The number of special effects are kept to a minimum. The robot Gort is huge and menacing, but his lethality rests more in what he can do than what he does do. Klaatu's spaceship does little but squat serenely on the White House lawn, with Klaatu spending only one brief scene aboard. Some of the film's best moments are of the quiet sort, usually with Rennie in contemplative dialogue with others. The words that pass back and forth suggest a subtext that if human beings are to avoid self-immolation, then it can occur only through the medium of verbalized reason that will negate the mushrooming clouds. If and when the nukes fall, it will be because no one had the sense to cry out,"Klaatu Barada Nikto," to stop the madness.

Rating: 5 stars
Summary: Remember the 4:30 Movie.....?
Review: I grew up in the New York/New Jeresy area, and WABC TV once ran the 4:30 movie five days a week and I would often watch it because they often showed science fiction movies. The first one of these I ever saw was THE DAY THE EARTH STOOD STILL, and I remember watching and being very impressed by it. Today, I still like this movie and it's really amazing that they were able to make it as a story of good substance (at a time when most science fiction films were B-Pictures). It comes out mostly in the quality of the screenplay. The intelligent manner that Robert Wise Directed it. The very good performances of Michael Rennie and the other actors. Bernard Herrmann's music.

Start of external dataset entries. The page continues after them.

impl ShapeInference {
    /// Runs shape inference over every node reachable from the graph outputs,
    /// or over the whole graph when no outputs are set.
    ///
    /// Modifies the graph in-place, filling in `shape` and `dtype`.
    ///
    /// # Arguments
    /// * `asg` - Graph to analyze.
    /// * `initial_shapes` - Shapes and types of all `Input` and `Parameter`
    ///   nodes, keyed by node name.
    pub fn run(asg: &mut Asg, initial_shapes: &HashMap<String, (Shape, DType)>) -> Result<()> {
        let sorted_nodes = Self::topological_sort(asg)?;

        for node_id in sorted_nodes {
            let node = asg.get_node(node_id)?;
            let (shape, dtype) = Self::infer_node_shape(asg, node, initial_shapes)?;

            let node = asg.get_node_mut(node_id)?;
            node.shape = Some(shape);
            node.dtype = Some(dtype);
        }

        Ok(())
    }

    fn infer_node_shape(
        asg: &Asg,
        node: &Node,
        initial_shapes: &HashMap<String, (Shape, DType)>,
    ) -> Result<(Shape, DType)> {
        match &node.node_type {
            NodeType::Input { name } | NodeType::Parameter { name } => initial_shapes
                .get(name)
                .cloned()
                .ok_or_else(|| ShapeInferenceError::MissingInitialShape(name.clone())),

            NodeType::Literal(value) => match value {
                Value::Tensor(arr) => Ok((arr.shape().to_vec(), DType::F32)),
                Value::ScalarF32(_) => Ok((vec![], DType::F32)),
            },

            NodeType::Add(l, r)
            | NodeType::Subtract(l, r)
            | NodeType::Multiply(l, r)
            | NodeType::Divide(l, r) => {
                let (ls, ld) = Self::get_shape_dtype(asg, *l)?;
                let (rs, _) = Self::get_shape_dtype(asg, *r)?;
                Ok((broadcast_shapes(&ls, &rs)?, ld))
            }

            NodeType::GreaterThan(l, r) | NodeType::Equal(l, r) | NodeType::NotEqual(l, r) => {
                let (ls, _) = Self::get_shape_dtype(asg, *l)?;
                let (rs, _) = Self::get_shape_dtype(asg, *r)?;
                // Masks are stored as 0.0 / 1.0.
                Ok((broadcast_shapes(&ls, &rs)?, DType::Bool))
            }

            NodeType::Power(base, exponent) => {
                let (es, _) = Self::get_shape_dtype(asg, *exponent)?;
                if es.iter().product::<usize>() != 1 {
                    return Err(ShapeInferenceError::InvalidRank {
                        node_id: node.id,
                        expected: 0,
                        actual: es.len(),
                    });
                }
                Self::get_shape_dtype(asg, *base)
            }

            NodeType::MatrixMultiply(l, r) => {
                let (ls, ld) = Self::get_shape_dtype(asg, *l)?;
                let (rs, _) = Self::get_shape_dtype(asg, *r)?;

                if ls.len() != 2 || rs.len() != 2 {
                    return Err(ShapeInferenceError::InvalidRank {
                        node_id: node.id,
                        expected: 2,
                        actual: if ls.len() != 2 { ls.len() } else { rs.len() },
                    });
                }
                if ls[1] != rs[0] {
                    return Err(ShapeInferenceError::IncompatibleShapes {
                        op: "MatrixMultiply".to_string(),
                        shape1: ls,
                        shape2: rs,
                    });
                }
                Ok((vec![ls[0], rs[1]], ld))
            }

            // Element-wise operations - shape unchanged
            NodeType::Negate(id)
            | NodeType::Log(id)
            | NodeType::Sqrt(id)
            | NodeType::ReLU(id)
            | NodeType::Sigmoid(id)
            | NodeType::Tanh(id)
            | NodeType::Sign(id) => Self::get_shape_dtype(asg, *id),

            NodeType::Softmax(id) => {
                let (shape, dtype) = Self::get_shape_dtype(asg, *id)?;
                if shape.is_empty() {
                    return Err(ShapeInferenceError::InvalidRank { node_id: node.id, expected: 1, actual: 0 });
                }
                Ok((shape, dtype))
            }

            NodeType::Sum(_) => Ok((vec![], DType::F32)),

            NodeType::SumAxes { input, axes } | NodeType::MeanAxes { input, axes } => {
                let (mut shape, dtype) = Self::get_shape_dtype(asg, *input)?;
                for &axis in axes {
                    if axis >= shape.len() {
                        return Err(ShapeInferenceError::AxisOutOfRange { node_id: node.id, axis, rank: shape.len() });
                    }
                    // Keep the axis with size 1 so the result broadcasts back.
                    shape[axis] = 1;
                }
                Ok((shape, dtype))
            }

            NodeType::ArgMax { input, axis } => {
                let (mut shape, _) = Self::get_shape_dtype(asg, *input)?;
                if *axis >= shape.len() {
                    return Err(ShapeInferenceError::AxisOutOfRange { node_id: node.id, axis: *axis, rank: shape.len() });
                }
                shape.remove(*axis);
                Ok((shape, DType::F32))
            }

            NodeType::OneHot { input, classes } => {
                let (mut shape, _) = Self::get_shape_dtype(asg, *input)?;
                shape.push(*classes);
                Ok((shape, DType::F32))
            }

            NodeType::Reshape(id, new_shape) => {
                let (shape, dtype) = Self::get_shape_dtype(asg, *id)?;
                if shape.iter().product::<usize>() != new_shape.iter().product::<usize>() {
                    return Err(ShapeInferenceError::ReshapeSizeMismatch { from: shape, to: new_shape.clone() });
                }
                Ok((new_shape.clone(), dtype))
            }

            NodeType::Transpose(id, axis1, axis2) => {
                let (mut shape, dtype) = Self::get_shape_dtype(asg, *id)?;
                if *axis1 >= shape.len() || *axis2 >= shape.len() {
                    return Err(ShapeInferenceError::InvalidRank {
                        node_id: node.id,
                        expected: axis1.max(axis2) + 1,
                        actual: shape.len(),
                    });
                }
                shape.swap(*axis1, *axis2);
                Ok((shape, dtype))
            }

            NodeType::Broadcast(source_id, target_id) => {
                let (source_shape, dtype) = Self::get_shape_dtype(asg, *source_id)?;
                let (target_shape, _) = Self::get_shape_dtype(asg, *target_id)?;
                if broadcast_shapes(&source_shape, &target_shape)? != target_shape {
                    return Err(ShapeInferenceError::BroadcastError(source_shape, target_shape));
                }
                Ok((target_shape, dtype))
            }

            NodeType::ReduceSumTo(source_id, target_id) => {
                let (source_shape, dtype) = Self::get_shape_dtype(asg, *source_id)?;
                let (target_shape, _) = Self::get_shape_dtype(asg, *target_id)?;
                if broadcast_shapes(&source_shape, &target_shape)? != source_shape {
                    return Err(ShapeInferenceError::BroadcastError(source_shape, target_shape));
                }
                Ok((target_shape, dtype))
            }

            // CausalConv1d: [N, C, L] * [F, C, K] -> [N, F, L]
            NodeType::CausalConv1d { input, weight } => {
                let (input_shape, dtype) = Self::get_shape_dtype(asg, *input)?;
                let (weight_shape, _) = Self::get_shape_dtype(asg, *weight)?;
                Self::check_rank(node.id, &input_shape, 3)?;
                Self::check_rank(node.id, &weight_shape, 3)?;
                if input_shape[1] != weight_shape[1] {
                    return Err(ShapeInferenceError::IncompatibleShapes {
                        op: "CausalConv1d".to_string(),
                        shape1: input_shape,
                        shape2: weight_shape,
                    });
                }
                Ok((vec![input_shape[0], weight_shape[0], input_shape[2]], dtype))
            }

            // Gradient w.r.t. input: [N, F, L] * [F, C, K] -> [N, C, L]
            NodeType::CausalConv1dBackwardInput { grad_output, weight } => {
                let (grad_shape, dtype) = Self::get_shape_dtype(asg, *grad_output)?;
                let (weight_shape, _) = Self::get_shape_dtype(asg, *weight)?;
                Self::check_rank(node.id, &grad_shape, 3)?;
                Self::check_rank(node.id, &weight_shape, 3)?;
                Ok((vec![grad_shape[0], weight_shape[1], grad_shape[2]], dtype))
            }

            // Gradient w.r.t. weight: [N, F, L] and [N, C, L] -> [F, C, K]
            NodeType::CausalConv1dBackwardWeight { grad_output, input, filter_length } => {
                let (grad_shape, dtype) = Self::get_shape_dtype(asg, *grad_output)?;
                let (input_shape, _) = Self::get_shape_dtype(asg, *input)?;
                Self::check_rank(node.id, &grad_shape, 3)?;
                Self::check_rank(node.id, &input_shape, 3)?;
                Ok((vec![grad_shape[1], input_shape[1], *filter_length], dtype))
            }

            // Pool1d: [N, C, L] -> [N, C, ceil(L / width)]
            NodeType::Pool1d { input, width, .. } => {
                let (input_shape, dtype) = Self::get_shape_dtype(asg, *input)?;
                Self::check_rank(node.id, &input_shape, 3)?;
                if *width == 0 {
                    return Err(ShapeInferenceError::InvalidWindow { node_id: node.id, width: *width });
                }
                let pooled = input_shape[2].div_ceil(*width);
                Ok((vec![input_shape[0], input_shape[1], pooled], dtype))
            }

            // Unpooling output shape always matches the original pooling input shape.
            NodeType::Unpool1d { original_input, .. } => Self::get_shape_dtype(asg, *original_input),
        }
    }

    fn check_rank(node_id: NodeId, shape: &Shape, expected: usize) -> Result<()> {
        if shape.len() != expected {
            return Err(ShapeInferenceError::InvalidRank { node_id, expected, actual: shape.len() });
        }
        Ok(())
    }

    /// Helper function to get already computed shape and type for a node.
    fn get_shape_dtype(asg: &Asg, node_id: NodeId) -> Result<(Shape, DType)> {
        let node = asg.get_node(node_id)?;
        match (&node.shape, &node.dtype) {
            (Some(s), Some(d)) => Ok((s.clone(), *d)),
            _ => Err(ShapeInferenceError::MissingShapeInfo(node_id)),
        }
    }

    /// Performs topological sort of the graph.
    ///
    /// Starts from the graph outputs; with no outputs set, every node is a root.
    pub fn topological_sort(asg: &Asg) -> Result<Vec<NodeId>> {
        let roots: Vec<NodeId> = if asg.outputs.is_empty() {
            let mut all: Vec<NodeId> = asg.nodes.keys().copied().collect();
            all.sort_unstable();
            all
        } else {
            asg.outputs.clone()
        };
        Self::topological_sort_from(asg, &roots)
    }

    /// Topological order of every node `roots` depend on, roots included.
    pub fn topological_sort_from(asg: &Asg, roots: &[NodeId]) -> Result<Vec<NodeId>> {
        let mut sorted = Vec::new();
        let mut visited = HashSet::new();
        for &root in roots {
            Self::build_sorted_graph(root, asg, &mut visited, &mut sorted)?;
        }
        Ok(sorted)
    }

    fn build_sorted_graph(
        node_id: NodeId,
        asg: &Asg,
        visited: &mut HashSet<NodeId>,
        sorted: &mut Vec<NodeId>,
    ) -> Result<()> {
        if visited.contains(&node_id) {
            return Ok(());
        }

        let node = asg.get_node(node_id)?;
        for input_id in node.node_type.inputs() {
            Self::build_sorted_graph(input_id, asg, visited, sorted)?;
        }

        visited.insert(node_id);
        sorted.push(node_id);
        Ok(())
    }
}

/// Numpy-style broadcast of two shapes.
pub fn broadcast_shapes(a: &[usize], b: &[usize]) -> Result<Shape> {
    let rank = a.len().max(b.len());
    let mut out = vec![0; rank];
    for i in 0..rank {
        let da = if i < rank - a.len() { 1 } else { a[i - (rank - a.len())] };
        let db = if i < rank - b.len() { 1 } else { b[i - (rank - b.len())] };
        out[i] = match (da, db) {
            (x, y) if x == y => x,
            (1, y) => y,
            (x, 1) => x,
            _ => return Err(ShapeInferenceError::BroadcastError(a.to_vec(), b.to_vec())),
        };
    }
    Ok(out)
}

And the fact that Leo Tover filmed it in black and white which really adds both to the mystery and wonder of the story. It was pretty daring for Fox CEO Darryl Zanneck to make this movie, because it said in only the way that the Cinema can, that "Look we have atomic weapons now and let's not fool around with such destructive power, let's really try to find some way to live in peace here." The DVD of this movie is quite excellent. The film was restored to good picture and sound quality and the "Making Of" Featurette really provides some good insight into how the movie was made.

Rating: 4 stars
Summary: One of the best SciFi movies of the period
Review: Despite being 52 years old I think this movie holds up very well, decent plot and for the time great special effects(the saucer coming in for a landing looks good even by today's standards), the dialog gets a little preachy sometimes but not too bad.
DVD Features: I like these extras, it just adds to a great movie.
Commentary by director Robert Wise and Nicolas Meyer

70-Minute "Making the Earth Stand Still" Documentary

Movietone Newsreel (1951)

Restoration Comparison

5 Still Galleries

Shooting Script

Theatrical Trailer

Rating: 5 stars
Summary: Less picture, please!
Review: Several reviewers have complained that the DVD is not in "widescreen". The only way to achieve this would be to mask the top and bottom of the original film, since it was shot in an aspect ratio of 1.37 : 1. Ironic, since the message of the film was to not be an ignorant retard.